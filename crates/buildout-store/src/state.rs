//! The `.installed.cfg` state file.
//!
//! It uses the configuration grammar: `[buildout] parts` lists installed
//! parts in installation order, and each part has a section holding its
//! resolved options plus two reserved keys for the created paths and the
//! signature.

use crate::{fsync_dir, StoreError};
use buildout_config::{parse, EnvironmentFacts, Provenance, BUILDOUT_SECTION};
use serde::Serialize;
use std::collections::BTreeMap;
use std::fmt::Write as _;
use std::fs;
use std::io::Write;
use std::path::{Path, PathBuf};
use tempfile::NamedTempFile;
use tracing::debug;

/// Reserved key holding the newline-separated paths a part created.
pub const INSTALLED_KEY: &str = "__buildout_installed__";
/// Reserved key holding a part's signature.
pub const SIGNATURE_KEY: &str = "__buildout_signature__";

#[derive(Debug, Clone, PartialEq, Eq, Serialize)]
pub struct InstalledPartRecord {
    pub name: String,
    pub options: BTreeMap<String, String>,
    pub signature: String,
    pub paths: Vec<PathBuf>,
}

impl InstalledPartRecord {
    /// The recipe reference recorded at install time.
    pub fn recipe(&self) -> Option<&str> {
        self.options.get("recipe").map(String::as_str)
    }

    pub fn missing_paths(&self) -> Vec<&Path> {
        self.paths
            .iter()
            .filter(|p| p.symlink_metadata().is_err())
            .map(PathBuf::as_path)
            .collect()
    }
}

/// Every installed part, in installation order.
#[derive(Debug, Clone, Default, PartialEq, Eq, Serialize)]
pub struct InstalledState {
    parts: Vec<InstalledPartRecord>,
}

impl InstalledState {
    pub fn new() -> Self {
        Self::default()
    }

    /// Read the state file at `path`. A missing file is an empty state.
    pub fn load(path: &Path) -> Result<Self, StoreError> {
        if !path.exists() {
            return Ok(Self::default());
        }
        let text = fs::read_to_string(path)?;
        let corrupt = |message: String| StoreError::CorruptState {
            path: path.to_path_buf(),
            message,
        };
        let data = parse(
            &text,
            &Provenance::File(path.to_path_buf()),
            &EnvironmentFacts::empty(),
        )?;

        let names: Vec<String> = data
            .get(BUILDOUT_SECTION, "parts")
            .map(|v| v.value.split_whitespace().map(str::to_owned).collect())
            .unwrap_or_default();

        let mut parts = Vec::with_capacity(names.len());
        for name in names {
            let section = data
                .section(&name)
                .ok_or_else(|| corrupt(format!("no section for installed part '{name}'")))?;
            let signature = section
                .get(SIGNATURE_KEY)
                .map(|v| v.value.clone())
                .ok_or_else(|| corrupt(format!("part '{name}' has no signature")))?;
            let paths = section
                .get(INSTALLED_KEY)
                .map(|v| {
                    v.value
                        .lines()
                        .map(str::trim)
                        .filter(|l| !l.is_empty())
                        .map(PathBuf::from)
                        .collect()
                })
                .unwrap_or_default();
            let options = section
                .options
                .iter()
                .filter(|(k, _)| k.as_str() != SIGNATURE_KEY && k.as_str() != INSTALLED_KEY)
                .map(|(k, v)| (k.clone(), v.value.clone()))
                .collect();
            parts.push(InstalledPartRecord {
                name,
                options,
                signature,
                paths,
            });
        }
        debug!("loaded {} installed part(s) from {}", parts.len(), path.display());
        Ok(Self { parts })
    }

    /// Atomically replace the state file at `path`.
    pub fn save(&self, path: &Path) -> Result<(), StoreError> {
        let dir = path
            .parent()
            .filter(|p| !p.as_os_str().is_empty())
            .unwrap_or_else(|| Path::new("."));
        fs::create_dir_all(dir)?;
        let mut tmp = NamedTempFile::new_in(dir)?;
        tmp.write_all(self.render().as_bytes())?;
        tmp.as_file().sync_all()?;
        tmp.persist(path).map_err(|e| StoreError::Io(e.error))?;
        fsync_dir(dir)?;
        Ok(())
    }

    pub fn render(&self) -> String {
        let mut out = String::new();
        let _ = writeln!(out, "[{BUILDOUT_SECTION}]");
        write_option(&mut out, "parts", &self.names().join("\n"));
        for record in &self.parts {
            let _ = writeln!(out, "\n[{}]", record.name);
            for (key, value) in &record.options {
                write_option(&mut out, key, value);
            }
            let paths: Vec<String> = record
                .paths
                .iter()
                .map(|p| p.to_string_lossy().into_owned())
                .collect();
            write_option(&mut out, INSTALLED_KEY, &paths.join("\n"));
            write_option(&mut out, SIGNATURE_KEY, &record.signature);
        }
        out
    }

    pub fn names(&self) -> Vec<String> {
        self.parts.iter().map(|p| p.name.clone()).collect()
    }

    pub fn get(&self, name: &str) -> Option<&InstalledPartRecord> {
        self.parts.iter().find(|p| p.name == name)
    }

    /// Replace the record with the same name, keeping its position, or
    /// append a new one.
    pub fn upsert(&mut self, record: InstalledPartRecord) {
        match self.parts.iter_mut().find(|p| p.name == record.name) {
            Some(existing) => *existing = record,
            None => self.parts.push(record),
        }
    }

    pub fn remove(&mut self, name: &str) -> Option<InstalledPartRecord> {
        let idx = self.parts.iter().position(|p| p.name == name)?;
        Some(self.parts.remove(idx))
    }

    pub fn iter(&self) -> impl DoubleEndedIterator<Item = &InstalledPartRecord> {
        self.parts.iter()
    }

    pub fn len(&self) -> usize {
        self.parts.len()
    }

    pub fn is_empty(&self) -> bool {
        self.parts.is_empty()
    }
}

fn write_option(out: &mut String, key: &str, value: &str) {
    let mut lines = value.split('\n').filter(|l| !l.trim().is_empty());
    match lines.next() {
        Some(first) => {
            let _ = writeln!(out, "{key} = {}", first.trim());
        }
        None => {
            let _ = writeln!(out, "{key} =");
        }
    }
    for line in lines {
        let _ = writeln!(out, "    {}", line.trim());
    }
}

#[cfg(test)]
mod tests {
    use super::*;

    fn record(name: &str, paths: &[&str]) -> InstalledPartRecord {
        let mut options = BTreeMap::new();
        options.insert("recipe".to_owned(), "buildout-recipes:mkdir".to_owned());
        options.insert("paths".to_owned(), "a\nb".to_owned());
        InstalledPartRecord {
            name: name.to_owned(),
            options,
            signature: format!("sig-{name}"),
            paths: paths.iter().map(PathBuf::from).collect(),
        }
    }

    #[test]
    fn missing_file_is_empty_state() {
        let dir = tempfile::tempdir().unwrap();
        let state = InstalledState::load(&dir.path().join(".installed.cfg")).unwrap();
        assert!(state.is_empty());
    }

    #[test]
    fn save_and_load_preserve_order_and_content() {
        let dir = tempfile::tempdir().unwrap();
        let path = dir.path().join(".installed.cfg");
        let mut state = InstalledState::new();
        state.upsert(record("zeta", &["/p/z1", "/p/z2"]));
        state.upsert(record("alpha", &[]));
        state.save(&path).unwrap();

        let loaded = InstalledState::load(&path).unwrap();
        assert_eq!(loaded.names(), vec!["zeta", "alpha"]);
        assert_eq!(loaded, state);
        assert_eq!(loaded.get("zeta").unwrap().recipe(), Some("buildout-recipes:mkdir"));
    }

    #[test]
    fn upsert_keeps_position() {
        let mut state = InstalledState::new();
        state.upsert(record("a", &[]));
        state.upsert(record("b", &[]));
        let mut changed = record("a", &["/x"]);
        changed.signature = "new".to_owned();
        state.upsert(changed);
        assert_eq!(state.names(), vec!["a", "b"]);
        assert_eq!(state.get("a").unwrap().signature, "new");
        assert!(state.remove("a").is_some());
        assert!(state.remove("a").is_none());
    }

    #[test]
    fn part_without_section_is_corrupt() {
        let dir = tempfile::tempdir().unwrap();
        let path = dir.path().join(".installed.cfg");
        fs::write(&path, "[buildout]\nparts = ghost\n").unwrap();
        assert!(matches!(
            InstalledState::load(&path),
            Err(StoreError::CorruptState { .. })
        ));
    }

    #[test]
    fn missing_paths_are_reported() {
        let dir = tempfile::tempdir().unwrap();
        let present = dir.path().join("here");
        fs::write(&present, "").unwrap();
        let rec = InstalledPartRecord {
            paths: vec![present, dir.path().join("gone")],
            ..record("p", &[])
        };
        assert_eq!(rec.missing_paths(), vec![dir.path().join("gone").as_path()]);
    }
}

---------------

** Problem details **
Copy every line of the listing where the word "Serialize" appears.

** Answer to this exercise **
use serde::Serialize;
#[derive(Debug, Clone, PartialEq, Eq, Serialize)]
#[derive(Debug, Clone, Default, PartialEq, Eq, Serialize)]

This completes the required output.